** EXERCISE PROMPT **
Scan the data for "radians" and copy the lines it appears in.
....
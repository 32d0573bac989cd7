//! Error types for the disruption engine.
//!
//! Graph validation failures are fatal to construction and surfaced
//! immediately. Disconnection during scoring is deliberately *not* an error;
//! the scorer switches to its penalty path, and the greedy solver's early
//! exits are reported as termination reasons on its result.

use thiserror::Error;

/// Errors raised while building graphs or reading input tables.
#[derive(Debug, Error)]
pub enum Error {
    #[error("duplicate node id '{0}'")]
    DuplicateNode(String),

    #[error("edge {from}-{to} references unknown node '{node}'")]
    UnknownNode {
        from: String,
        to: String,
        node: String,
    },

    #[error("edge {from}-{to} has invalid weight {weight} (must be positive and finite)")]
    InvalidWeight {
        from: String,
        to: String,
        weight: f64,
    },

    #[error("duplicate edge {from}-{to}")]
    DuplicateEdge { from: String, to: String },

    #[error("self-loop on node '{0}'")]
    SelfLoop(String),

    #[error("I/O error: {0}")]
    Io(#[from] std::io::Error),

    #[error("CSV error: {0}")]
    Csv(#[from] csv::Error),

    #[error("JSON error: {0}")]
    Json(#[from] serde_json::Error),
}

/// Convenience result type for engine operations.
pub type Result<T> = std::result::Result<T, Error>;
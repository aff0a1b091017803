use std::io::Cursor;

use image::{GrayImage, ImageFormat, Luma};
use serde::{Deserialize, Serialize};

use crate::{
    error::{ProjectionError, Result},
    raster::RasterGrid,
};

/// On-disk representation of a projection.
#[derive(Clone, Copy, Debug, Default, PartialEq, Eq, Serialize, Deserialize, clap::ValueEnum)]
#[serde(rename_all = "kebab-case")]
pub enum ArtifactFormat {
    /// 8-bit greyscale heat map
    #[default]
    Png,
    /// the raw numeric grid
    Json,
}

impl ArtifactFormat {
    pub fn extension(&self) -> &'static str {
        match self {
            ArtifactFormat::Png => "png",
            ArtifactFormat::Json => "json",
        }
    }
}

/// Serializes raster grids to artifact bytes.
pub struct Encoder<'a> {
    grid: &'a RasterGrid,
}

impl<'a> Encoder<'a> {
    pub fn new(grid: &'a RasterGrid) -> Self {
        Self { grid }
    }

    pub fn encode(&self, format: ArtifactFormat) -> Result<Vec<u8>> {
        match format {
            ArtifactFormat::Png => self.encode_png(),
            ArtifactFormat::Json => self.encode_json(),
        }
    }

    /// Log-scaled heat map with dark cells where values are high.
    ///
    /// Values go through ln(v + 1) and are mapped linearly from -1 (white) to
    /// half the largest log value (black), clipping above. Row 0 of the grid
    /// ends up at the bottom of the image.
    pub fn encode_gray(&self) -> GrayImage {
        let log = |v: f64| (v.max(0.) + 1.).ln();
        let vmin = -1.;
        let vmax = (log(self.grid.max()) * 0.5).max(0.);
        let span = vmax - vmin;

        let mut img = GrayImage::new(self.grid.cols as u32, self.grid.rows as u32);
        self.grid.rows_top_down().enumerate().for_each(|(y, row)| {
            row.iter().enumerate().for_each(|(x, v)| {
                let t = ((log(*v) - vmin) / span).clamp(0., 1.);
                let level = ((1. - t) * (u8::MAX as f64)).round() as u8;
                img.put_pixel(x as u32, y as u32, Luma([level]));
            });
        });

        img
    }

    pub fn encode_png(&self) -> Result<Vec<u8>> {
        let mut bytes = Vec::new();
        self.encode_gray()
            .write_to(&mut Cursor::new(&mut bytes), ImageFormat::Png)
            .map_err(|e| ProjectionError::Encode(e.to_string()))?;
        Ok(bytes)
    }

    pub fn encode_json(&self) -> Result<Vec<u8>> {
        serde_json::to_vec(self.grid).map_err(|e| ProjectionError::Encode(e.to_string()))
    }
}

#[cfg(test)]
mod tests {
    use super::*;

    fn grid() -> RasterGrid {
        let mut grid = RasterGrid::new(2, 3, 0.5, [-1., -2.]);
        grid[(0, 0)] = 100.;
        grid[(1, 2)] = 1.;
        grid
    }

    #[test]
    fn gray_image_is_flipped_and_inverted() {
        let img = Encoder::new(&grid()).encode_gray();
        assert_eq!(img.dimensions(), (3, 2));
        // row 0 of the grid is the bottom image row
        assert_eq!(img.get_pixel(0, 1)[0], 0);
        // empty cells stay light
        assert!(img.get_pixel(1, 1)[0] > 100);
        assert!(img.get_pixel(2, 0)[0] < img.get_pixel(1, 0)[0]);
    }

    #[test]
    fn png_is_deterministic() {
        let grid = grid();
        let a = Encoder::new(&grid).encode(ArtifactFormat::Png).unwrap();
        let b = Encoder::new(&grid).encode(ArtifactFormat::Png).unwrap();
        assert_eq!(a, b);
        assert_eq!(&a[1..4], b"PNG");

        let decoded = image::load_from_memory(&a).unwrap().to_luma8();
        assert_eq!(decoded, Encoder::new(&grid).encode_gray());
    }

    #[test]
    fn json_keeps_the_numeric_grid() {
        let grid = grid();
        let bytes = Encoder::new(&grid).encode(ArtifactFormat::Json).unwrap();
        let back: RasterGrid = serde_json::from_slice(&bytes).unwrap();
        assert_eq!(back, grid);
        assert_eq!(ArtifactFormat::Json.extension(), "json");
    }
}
....
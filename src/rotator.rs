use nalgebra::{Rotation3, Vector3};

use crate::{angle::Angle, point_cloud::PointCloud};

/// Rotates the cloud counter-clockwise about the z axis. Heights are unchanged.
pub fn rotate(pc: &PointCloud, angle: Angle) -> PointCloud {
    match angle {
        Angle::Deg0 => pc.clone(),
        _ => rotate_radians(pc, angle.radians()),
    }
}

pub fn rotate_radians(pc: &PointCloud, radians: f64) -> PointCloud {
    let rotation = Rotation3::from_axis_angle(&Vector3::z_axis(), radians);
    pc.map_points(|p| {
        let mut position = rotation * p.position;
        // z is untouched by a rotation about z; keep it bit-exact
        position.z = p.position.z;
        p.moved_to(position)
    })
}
....
** REPLY TO THE EXERCISE **
        _ => rotate_radians(pc, angle.radians()),
pub fn rotate_radians(pc: &PointCloud, radians: f64) -> PointCloud {
    let rotation = Rotation3::from_axis_angle(&Vector3::z_axis(), radians);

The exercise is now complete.